Miller, Perry. Errand into the Wilderness. Revised ed. Cambridge, MA: Harvard University Press, 1984. pp. 244. Paperback.

Woof, this is a difficult read.

Throughout the mid-20th century, Perry Miller was probably the premier scholar on Puritan America, and he advised students who sought to pursue the same discipline—Bernard Bailyn and Edmund Morgan are probably the two most prominent. This collection of essays can be seen as the culmination of Miller’s work, and he puts forth a coherent picture of Puritan New England after some 25 years of study. However, given the depth in which he engages with the topic, this is not and introductory book.
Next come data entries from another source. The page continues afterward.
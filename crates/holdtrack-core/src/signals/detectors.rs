//! Multi-quarter pattern detection over a fund's diff history.

use super::history::{build_histories, PositionHistory, QuarterState};
use super::scale::{growth_from_start, ScaledPosition};
use super::types::{ShiftDirection, Signal, SignalDetails, SignalType, Strength};
use crate::diff::{ChangeType, PositionDiff, QuarterDiff};
use crate::themes::{Classify, ThemeRules, UNCATEGORIZED};
use crate::types::{MatchingKey, SignalConfig};
use chrono::NaiveDate;
use std::collections::{HashMap, HashSet};

/// Scans diff sequences for recurring position patterns.
///
/// Diffs are always supplied most-recent-first, as produced by
/// [`compute_all_diffs`](crate::diff::compute_all_diffs). Detection is pure:
/// identical input gives identical output.
///
/// # Example
///
/// ```rust,ignore
/// use holdtrack_core::prelude::*;
///
/// let diffs = compute_all_diffs(&filings, &DiffConfig::default());
/// let detector = SignalDetector::standard();
/// for signal in detector.detect(&diffs) {
///     println!("[{}] {}", signal.strength, signal.description);
/// }
/// ```
#[derive(Debug, Clone)]
pub struct SignalDetector<C = ThemeRules> {
    classifier: C,
    config: SignalConfig,
}

impl SignalDetector {
    /// Detector with the built-in themes and default thresholds.
    #[must_use]
    pub fn standard() -> Self {
        Self::new(ThemeRules::standard(), SignalConfig::default())
    }
}

impl Default for SignalDetector {
    fn default() -> Self {
        Self::standard()
    }
}

impl<C: Classify> SignalDetector<C> {
    /// Creates a detector with a theme classifier and thresholds.
    #[must_use]
    pub fn new(classifier: C, config: SignalConfig) -> Self {
        Self { classifier, config }
    }

    /// Replaces the thresholds.
    #[must_use]
    pub fn with_config(mut self, config: SignalConfig) -> Self {
        self.config = config;
        self
    }

    /// Detection thresholds.
    #[must_use]
    pub fn config(&self) -> &SignalConfig {
        &self.config
    }

    /// Theme classifier.
    #[must_use]
    pub fn classifier(&self) -> &C {
        &self.classifier
    }

    /// Runs every detector and returns signals strongest first.
    ///
    /// Within one strength, signals keep detector order: accumulators,
    /// build-then-trim, probes, concentration shift, themes.
    #[must_use]
    pub fn detect(&self, diffs: &[QuarterDiff]) -> Vec<Signal> {
        if diffs.is_empty() {
            return Vec::new();
        }

        let histories = build_histories(diffs);

        let accumulators: Vec<Signal> = histories.iter().filter_map(|h| self.accumulator(h)).collect();
        let builds: Vec<Signal> = histories
            .iter()
            .filter_map(|h| self.build_then_trim(h))
            .collect();
        let probes: Vec<Signal> = histories.iter().flat_map(|h| self.probes(h)).collect();
        let shift = self.concentration_shift(diffs);
        let themes = self.theme_emergence(diffs);

        tracing::debug!(
            diffs = diffs.len(),
            positions = histories.len(),
            accumulators = accumulators.len(),
            build_then_trim = builds.len(),
            probes = probes.len(),
            concentration_shift = shift.is_some(),
            themes = themes.len(),
            "Detected signals"
        );

        let mut signals: Vec<Signal> = accumulators
            .into_iter()
            .chain(builds)
            .chain(probes)
            .chain(shift)
            .chain(themes)
            .collect();
        signals.sort_by_key(|s| s.strength);
        signals
    }

    /// Former new starters whose latest state is material.
    ///
    /// A position counts once, from the oldest diff that flagged it as a new
    /// starter. It is reported when its latest weight or value exceeds the
    /// scale thresholds. Sorted by growth descending, unbounded growth first.
    /// Empty for fewer than two diffs.
    #[must_use]
    pub fn starter_to_scale(&self, diffs: &[QuarterDiff]) -> Vec<ScaledPosition> {
        let Some(latest) = diffs.first() else {
            return Vec::new();
        };
        if diffs.len() < 2 {
            return Vec::new();
        }

        let mut seen: HashSet<MatchingKey> = HashSet::new();
        let mut starters: Vec<(&PositionDiff, NaiveDate)> = Vec::new();
        for diff in diffs.iter().rev() {
            for pos in &diff.new_starters {
                if seen.insert(pos.key()) {
                    starters.push((pos, diff.period_to));
                }
            }
        }

        let current: HashMap<MatchingKey, &PositionDiff> =
            latest.held_positions().map(|p| (p.key(), p)).collect();

        let mut scaled: Vec<ScaledPosition> = starters
            .into_iter()
            .filter_map(|(start, start_period)| {
                let now = current.get(&start.key())?;
                let current_value = now.now_value_usd.unwrap_or(0);
                let current_weight = now.now_weight.unwrap_or(0.0);
                let material = current_weight > self.config.scale_weight_min
                    || current_value > self.config.scale_value_min;
                if !material {
                    return None;
                }

                let start_value = start.now_value_usd.unwrap_or(0);
                Some(ScaledPosition {
                    issuer_name: start.issuer_name.clone(),
                    cusip: start.cusip.clone(),
                    start_period,
                    start_value,
                    start_weight: start.now_weight.unwrap_or(0.0),
                    current_value,
                    current_weight,
                    growth_rate: growth_from_start(start_value, current_value),
                })
            })
            .collect();

        scaled.sort_by(|a, b| b.growth_rate.total_cmp(&a.growth_rate));

        tracing::debug!(scaled = scaled.len(), "Detected starters that scaled");
        scaled
    }

    fn accumulator(&self, history: &PositionHistory) -> Option<Signal> {
        let (start, run) = longest_increase_run(&history.states)?;
        if run < self.config.accumulator_min_run {
            return None;
        }

        let name = &history.issuer_name;
        Some(Signal {
            signal_type: SignalType::ConsistentAccumulator,
            description: format!("{name} increased {run} consecutive quarters"),
            holdings: vec![name.clone()],
            quarters: history.periods(start..start + run),
            strength: if run >= self.config.accumulator_strong_run {
                Strength::Strong
            } else {
                Strength::Moderate
            },
            details: SignalDetails::Accumulator {
                consecutive_increases: run,
            },
        })
    }

    /// First run of increases directly followed by a decrease. One signal per
    /// position at most.
    fn build_then_trim(&self, history: &PositionHistory) -> Option<Signal> {
        let min_run = self.config.build_min_run;
        if history.len() <= min_run {
            return None;
        }

        let mut build: Vec<NaiveDate> = Vec::new();
        for state in &history.states {
            match state.change_type {
                ChangeType::Increase => build.push(state.period),
                ChangeType::Decrease if build.len() >= min_run => {
                    let build_quarters = build.len();
                    build.push(state.period);

                    let name = &history.issuer_name;
                    return Some(Signal {
                        signal_type: SignalType::BuildThenTrim,
                        description: format!(
                            "{name} built for {build_quarters} quarters then trimmed"
                        ),
                        holdings: vec![name.clone()],
                        quarters: build,
                        strength: Strength::Moderate,
                        details: SignalDetails::BuildThenTrim { build_quarters },
                    });
                }
                _ => build.clear(),
            }
        }
        None
    }

    /// Every NEW closed by an EXIT within the probe window.
    fn probes(&self, history: &PositionHistory) -> Vec<Signal> {
        let states = &history.states;
        let window = self.config.probe_window;

        states
            .iter()
            .enumerate()
            .filter(|(_, s)| s.change_type == ChangeType::New)
            .filter_map(|(i, opened)| {
                let end = (i + 1 + window).min(states.len());
                let j = (i + 1..end).find(|&j| states[j].change_type == ChangeType::Exit)?;
                let quarters_held = j - i + 1;

                let name = &history.issuer_name;
                Some(Signal {
                    signal_type: SignalType::OneQuarterProbe,
                    description: format!(
                        "{name} opened and closed within {quarters_held} quarters"
                    ),
                    holdings: vec![name.clone()],
                    quarters: vec![opened.period, states[j].period],
                    strength: Strength::Weak,
                    details: SignalDetails::Probe { quarters_held },
                })
            })
            .collect()
    }

    /// Compares top-5 concentration of the newest diff with the oldest.
    fn concentration_shift(&self, diffs: &[QuarterDiff]) -> Option<Signal> {
        if diffs.len() < 2 {
            return None;
        }
        let newest = diffs.first()?;
        let oldest = diffs.last()?;

        let from = oldest.concentration_top5;
        let to = newest.concentration_top5;
        let change = (to - from).abs();
        if change < self.config.concentration_shift_min {
            return None;
        }

        let direction = if to > from {
            ShiftDirection::Increased
        } else {
            ShiftDirection::Decreased
        };

        Some(Signal {
            signal_type: SignalType::ConcentrationShift,
            description: format!(
                "Top-5 concentration {direction} by {:.1}%",
                change * 100.0
            ),
            holdings: Vec::new(),
            quarters: vec![oldest.period_to, newest.period_to],
            strength: if change >= self.config.concentration_shift_strong {
                Strength::Strong
            } else {
                Strength::Moderate
            },
            details: SignalDetails::ConcentrationShift {
                concentration_change: change,
                direction,
                from,
                to,
            },
        })
    }

    /// Groups each quarter's new starters by theme, newest quarter first.
    fn theme_emergence(&self, diffs: &[QuarterDiff]) -> Vec<Signal> {
        let mut signals = Vec::new();

        for diff in diffs {
            let mut groups: Vec<(&str, Vec<String>)> = Vec::new();
            for pos in &diff.new_starters {
                let Some(theme) = self.classifier.classify(&pos.issuer_name) else {
                    continue;
                };
                if theme == UNCATEGORIZED {
                    continue;
                }
                match groups.iter_mut().find(|(t, _)| *t == theme) {
                    Some((_, members)) => members.push(pos.issuer_name.clone()),
                    None => groups.push((theme, vec![pos.issuer_name.clone()])),
                }
            }

            for (theme, members) in groups {
                let count = members.len();
                if count < self.config.theme_min_members {
                    continue;
                }
                signals.push(Signal {
                    signal_type: SignalType::ThemeEmergence,
                    description: format!("{count} new starters in {theme}"),
                    holdings: members,
                    quarters: vec![diff.period_to],
                    strength: if count >= self.config.theme_strong_members {
                        Strength::Strong
                    } else {
                        Strength::Moderate
                    },
                    details: SignalDetails::Theme {
                        cluster: theme.to_string(),
                        count,
                    },
                });
            }
        }

        signals
    }
}

/// `(start, length)` of the longest run of increases; the later run wins a
/// tie.
fn longest_increase_run(states: &[QuarterState]) -> Option<(usize, usize)> {
    let mut best: Option<(usize, usize)> = None;
    let mut run_start = 0;

    for (i, state) in states.iter().enumerate() {
        if state.change_type != ChangeType::Increase {
            run_start = i + 1;
            continue;
        }
        let run = i + 1 - run_start;
        let longer = match best {
            Some((_, best_run)) => run >= best_run,
            None => true,
        };
        if longer {
            best = Some((run_start, run));
        }
    }

    best
}

/// Detects signals with the built-in themes and default thresholds.
#[must_use]
pub fn detect_signals(diffs: &[QuarterDiff]) -> Vec<Signal> {
    SignalDetector::standard().detect(diffs)
}

/// Finds scaled starters with default thresholds.
#[must_use]
pub fn detect_starter_to_scale(diffs: &[QuarterDiff]) -> Vec<ScaledPosition> {
    SignalDetector::standard().starter_to_scale(diffs)
}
Through this text, Miller engages closely with Puritan state and society, and the importance of theology shines through this work, painting Puritan leaders fundamentally as intellectuals first and governors second. Major names of colonial New England can be found throughout the book—John Winthrop is here, so is Thomas Hooker, Jonathan Edwards, and William Bradford. To me, the most interesting chapter was the one that gives the book its title, “Errand into the Wilderness,” although “Thomas Hooker and the Democracy of Connecticut” and “The Marrow of Puritan Divinity” are also captivating.

While reading this, I found myself constantly looking back at Wikipedia. While the movers and shakers of late eighteenth, nineteenth, and twentieth century American history are all quite familiar to me, the figures, events, and themes depicted here are not. American history courses in the US tend to give a bit of attention to the development of colonial Virginia and colonial Massachusetts (more often, Plymouth, over the Massachusetts Bay Colony, which Miller has some interesting thoughts on—Plymouth is far easier to make sense of than Massachusetts) before leaping to the Salem Witch Trials and then the Seven Years War. This is a shame, as seventeenth (and early eighteenth) century Anglo-America was dynamic and had a lot going for it that ought to be better understood. That said, I still don’t quite understand it, and only further study will rectify that.

This is a great book, but it needs to be supplemented with other works. Two of Edmund Morgan’s books, The Puritan Dilemma: The Story of John Winthrop and Visible Saints: The History of a Puritan Idea, helped give me a bit more context for what was taking place here, but they weren’t enough. I’m looking forward to reading a bit more on this topic.